Neuer Airbag für Radfahrer

Seit Oktober 2019 im Handel: Ein neuer Radfahrerairbag - Vertrieb im Bergischen.

© Radio Berg

Schlechte oder keine Radwege in Deutschland - hilf dir selbst

... so argumentiert Andreas Meusel von der Firma J+A Handels GmbH in Nümbrecht. Die Firma ist Generalimporteur der neuen Helite-Weste in Deutschland.

Der neue Radfahrerairbag, gestaltet als Weste, kompensiere die großen Sicherheitslücken der deutschen Rad-Infrastruktur, sagt Meusel.

So funktioniert's

Die Weste arbeitet mit zwei Sensoren. Einer an der Sattelstange, einer in der Weste. Realisieren die Sensoren einen Sturz, löst der Airbag innerhalb von 80 Millisekunden aus - und schützt Brust, Rücken und Genick.

Der Preis

649 Euro kostet eine Weste. Klingt teuer - doch wie viel ist die eigene Sicherheit wert? Vorteil immerhin: Die Weste ist wiederverwendbar. Nach einem Sturz muss lediglich die Kartusche für etwa 100 Euro ausgetauscht werden.

Weil die Weste noch nicht in Serienproduktion entsteht, sondern vor allem die Elektronikeinheiten handgefertigt werden, erklärt sich der Preis.

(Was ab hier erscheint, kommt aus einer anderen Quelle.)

use askama::Template;
use axum::extract::State;
use axum::response::Response;
use axum::routing::get;
use axum::Router;

use crate::catalog::RatingSummary;
use crate::error::AppResult;
use crate::extractors::{CurrentUser, Flash};
use crate::routes::views::{BookCard, ReviewCard};
use crate::routes::{page, Chrome};
use crate::state::AppState;

#[derive(Template)]
#[template(path = "pages/profile.html")]
pub struct ProfileTemplate {
    pub chrome: Chrome,
    pub name: String,
    pub books: Vec<BookCard>,
    pub reviews: Vec<ReviewCard>,
    pub average_given: String,
}

pub fn router() -> Router<AppState> {
    Router::new().route("/profile", get(profile))
}

/// GET /profile: the signed-in user's books, reviews and rating habits
async fn profile(
    State(state): State<AppState>,
    user: CurrentUser,
    flash: Flash,
) -> AppResult<Response> {
    let name = state
        .catalog
        .get_profile(&user.id)
        .await?
        .map(|p| p.name)
        .unwrap_or_else(|| user.name.clone());

    let books = state.catalog.books_by_owner(&user.id).await?;
    let reviews = state.catalog.reviews_by_user(&user.id).await?;
    let given = RatingSummary::from_ratings(reviews.iter().map(|r| r.review.rating));

    let template = ProfileTemplate {
        books: books.into_iter().map(BookCard::from).collect(),
        reviews: reviews
            .into_iter()
            .map(|r| ReviewCard::for_profile(r, &name))
            .collect(),
        average_given: given.display_average(),
        chrome: Chrome::new(Some(user), &flash),
        name,
    };
    Ok(page(template, &flash))
}
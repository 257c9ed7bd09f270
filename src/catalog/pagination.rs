/// Page arithmetic for the book listing. Pages are 1-based.
#[derive(Debug, Clone, Copy, PartialEq, Eq)]
pub struct Pagination {
    pub page: u32,
    pub page_size: u32,
    pub total: u64,
}

impl Pagination {
    /// Clamps `requested` into `1..=last_page`.
    pub fn new(requested: u32, page_size: u32, total: u64) -> Self {
        let page_size = page_size.max(1);
        let last = last_page(total, page_size);
        Self {
            page: requested.clamp(1, last),
            page_size,
            total,
        }
    }

    /// `ceil(total / page_size)`; zero when there is nothing to list.
    pub fn page_count(&self) -> u32 {
        page_count(self.total, self.page_size)
    }

    pub fn last_page(&self) -> u32 {
        last_page(self.total, self.page_size)
    }

    pub fn offset(&self) -> u64 {
        u64::from(self.page - 1) * u64::from(self.page_size)
    }

    pub fn limit(&self) -> u32 {
        self.page_size
    }

    pub fn has_previous(&self) -> bool {
        self.page > 1
    }

    pub fn has_next(&self) -> bool {
        self.page < self.last_page()
    }

    pub fn previous(&self) -> u32 {
        self.page.saturating_sub(1).max(1)
    }

    pub fn next(&self) -> u32 {
        (self.page + 1).min(self.last_page())
    }

    /// Controls are pointless for a single page.
    pub fn shows_controls(&self) -> bool {
        self.page_count() > 1
    }
}

pub fn page_count(total: u64, page_size: u32) -> u32 {
    let size = u64::from(page_size.max(1));
    u32::try_from(total.div_ceil(size)).unwrap_or(u32::MAX)
}

/// Page 1 always exists, even for an empty listing.
pub fn last_page(total: u64, page_size: u32) -> u32 {
    page_count(total, page_size).max(1)
}

/// Lenient page parsing for query strings: anything unusable means page 1.
pub fn parse_page(raw: Option<&str>) -> u32 {
    raw.and_then(|s| s.trim().parse::<u32>().ok())
        .filter(|&p| p >= 1)
        .unwrap_or(1)
}

#[cfg(test)]
mod tests {
    use super::*;

    #[test]
    fn seven_books_make_two_pages() {
        let p = Pagination::new(2, 6, 7);
        assert_eq!(p.page_count(), 2);
        assert_eq!(p.page, 2);
        assert_eq!(p.offset(), 6);
        assert!(!p.has_next());
        assert!(p.has_previous());
    }

    #[test]
    fn exact_multiple_has_no_extra_page() {
        assert_eq!(page_count(12, 6), 2);
        assert_eq!(page_count(13, 6), 3);
        assert_eq!(page_count(1, 6), 1);
    }

    #[test]
    fn empty_listing_still_has_page_one() {
        let p = Pagination::new(5, 6, 0);
        assert_eq!(p.page_count(), 0);
        assert_eq!(p.last_page(), 1);
        assert_eq!(p.page, 1);
        assert_eq!(p.offset(), 0);
        assert!(!p.shows_controls());
    }

    #[test]
    fn beyond_last_page_clamps() {
        let p = Pagination::new(99, 6, 7);
        assert_eq!(p.page, 2);
        assert_eq!(p.next(), 2);
    }

    #[test]
    fn page_zero_clamps_to_first() {
        let p = Pagination::new(0, 6, 20);
        assert_eq!(p.page, 1);
        assert_eq!(p.previous(), 1);
        assert!(!p.has_previous());
        assert_eq!(p.next(), 2);
    }

    #[test]
    fn parse_page_is_lenient() {
        assert_eq!(parse_page(None), 1);
        assert_eq!(parse_page(Some("")), 1);
        assert_eq!(parse_page(Some("abc")), 1);
        assert_eq!(parse_page(Some("-3")), 1);
        assert_eq!(parse_page(Some("0")), 1);
        assert_eq!(parse_page(Some(" 4 ")), 4);
    }
}
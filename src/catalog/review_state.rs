// Review authoring state machine - pure, no side effects
use crate::db::models::Review;

/// What the signed-in user's review panel shows on a book page.
#[derive(Debug, Clone, PartialEq)]
pub enum ReviewPanel {
    /// User has not reviewed this book; the blank form is shown
    NoReview,

    /// User's review shown read-only with edit/delete controls
    Viewing(Review),

    /// Form pre-populated with the user's review
    Editing(Review),
}

/// Which write a submitted review form turns into.
#[derive(Debug, Clone, PartialEq, Eq)]
pub enum ReviewWrite {
    Create,
    Update { review_id: String },
}

impl ReviewPanel {
    /// Derive the panel from the stored review and the `edit` request flag.
    pub fn resolve(existing: Option<Review>, wants_edit: bool) -> Self {
        match existing {
            None => ReviewPanel::NoReview,
            Some(review) if wants_edit => ReviewPanel::Editing(review),
            Some(review) => ReviewPanel::Viewing(review),
        }
    }

    pub fn review(&self) -> Option<&Review> {
        match self {
            ReviewPanel::NoReview => None,
            ReviewPanel::Viewing(review) | ReviewPanel::Editing(review) => Some(review),
        }
    }

    pub fn shows_form(&self) -> bool {
        !matches!(self, ReviewPanel::Viewing(_))
    }

    pub fn is_editing(&self) -> bool {
        matches!(self, ReviewPanel::Editing(_))
    }

    pub fn title(&self) -> &'static str {
        match self {
            ReviewPanel::Viewing(_) => "Your Review",
            _ => "Write a Review",
        }
    }

    pub fn submit_label(&self) -> &'static str {
        match self {
            ReviewPanel::Editing(_) => "Update Review",
            _ => "Submit Review",
        }
    }
}

impl ReviewWrite {
    /// Create and update are selected by whether (book, user) already has a row.
    pub fn for_existing(existing: Option<&Review>) -> Self {
        match existing {
            Some(review) => ReviewWrite::Update {
                review_id: review.id.clone(),
            },
            None => ReviewWrite::Create,
        }
    }

    pub fn success_message(&self) -> &'static str {
        match self {
            ReviewWrite::Create => "Review submitted successfully",
            ReviewWrite::Update { .. } => "Review updated successfully",
        }
    }
}

#[cfg(test)]
mod tests {
    use super::*;

    fn review(rating: u8) -> Review {
        Review {
            id: "r1".into(),
            book_id: "b1".into(),
            user_id: "u1".into(),
            rating,
            review_text: "Solid".into(),
            created_at: "2026-01-01T00:00:00.000Z".into(),
            updated_at: "2026-01-01T00:00:00.000Z".into(),
        }
    }

    #[test]
    fn without_review_edit_flag_is_ignored() {
        assert_eq!(ReviewPanel::resolve(None, true), ReviewPanel::NoReview);
        assert_eq!(ReviewPanel::resolve(None, false), ReviewPanel::NoReview);
    }

    #[test]
    fn existing_review_is_viewed_unless_editing() {
        assert_eq!(
            ReviewPanel::resolve(Some(review(3)), false),
            ReviewPanel::Viewing(review(3))
        );
        assert_eq!(
            ReviewPanel::resolve(Some(review(3)), true),
            ReviewPanel::Editing(review(3))
        );
    }

    #[test]
    fn panel_labels_follow_state() {
        let panel = ReviewPanel::resolve(None, false);
        assert!(panel.shows_form());
        assert!(!panel.is_editing());
        assert_eq!(panel.title(), "Write a Review");
        assert_eq!(panel.submit_label(), "Submit Review");
        assert_eq!(panel.review(), None);

        let panel = ReviewPanel::resolve(Some(review(4)), false);
        assert!(!panel.shows_form());
        assert_eq!(panel.title(), "Your Review");

        let panel = ReviewPanel::resolve(Some(review(4)), true);
        assert!(panel.shows_form());
        assert!(panel.is_editing());
        assert_eq!(panel.submit_label(), "Update Review");
        assert_eq!(panel.review().map(|r| r.rating), Some(4));
    }

    #[test]
    fn write_path_follows_existing_row() {
        assert_eq!(ReviewWrite::for_existing(None), ReviewWrite::Create);
        assert_eq!(
            ReviewWrite::for_existing(Some(&review(5))),
            ReviewWrite::Update {
                review_id: "r1".into()
            }
        );
        assert_eq!(
            ReviewWrite::Create.success_message(),
            "Review submitted successfully"
        );
    }
}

Bislang gibt es sie nur für Erwachsene.

Kann sie versehentlich auslösen?

Diese Frage stellte sich besonders unsere Reporterin Brigitte Mackscheidt, nachdem sie die Weste getestet hat (und vom Knall des Auslösens zu Tode erschrocken war). So eine Auslösung darf nicht ohne Unfall passieren. Passiert auch nicht, sagt Andreas Meusel. Er sagt aber auch: Im Bus sollte man die Weste abschalten und auch für Downhill-Fahrten ist sie nicht geeignet. Zielgruppe sind eindeutig Straßen- und Stadtfahrer.

Der Test

Redakteurin Brigitte Mackscheidt hat den Airbag hier in der Redaktion getestet - indem Andreas Meusel ihn "gezündet" hat. Eine Vorwarnung wäre nicht schlecht gewesen. Aber man sieht: Es funktioniert!

Radio Berg Redakteurin Brigitte Mackscheidt testet den neuen Helite-Radfahrer-Airbag. Die bergische Firma J+A Handels GmbH in Nümbrecht ist Generalimporteur.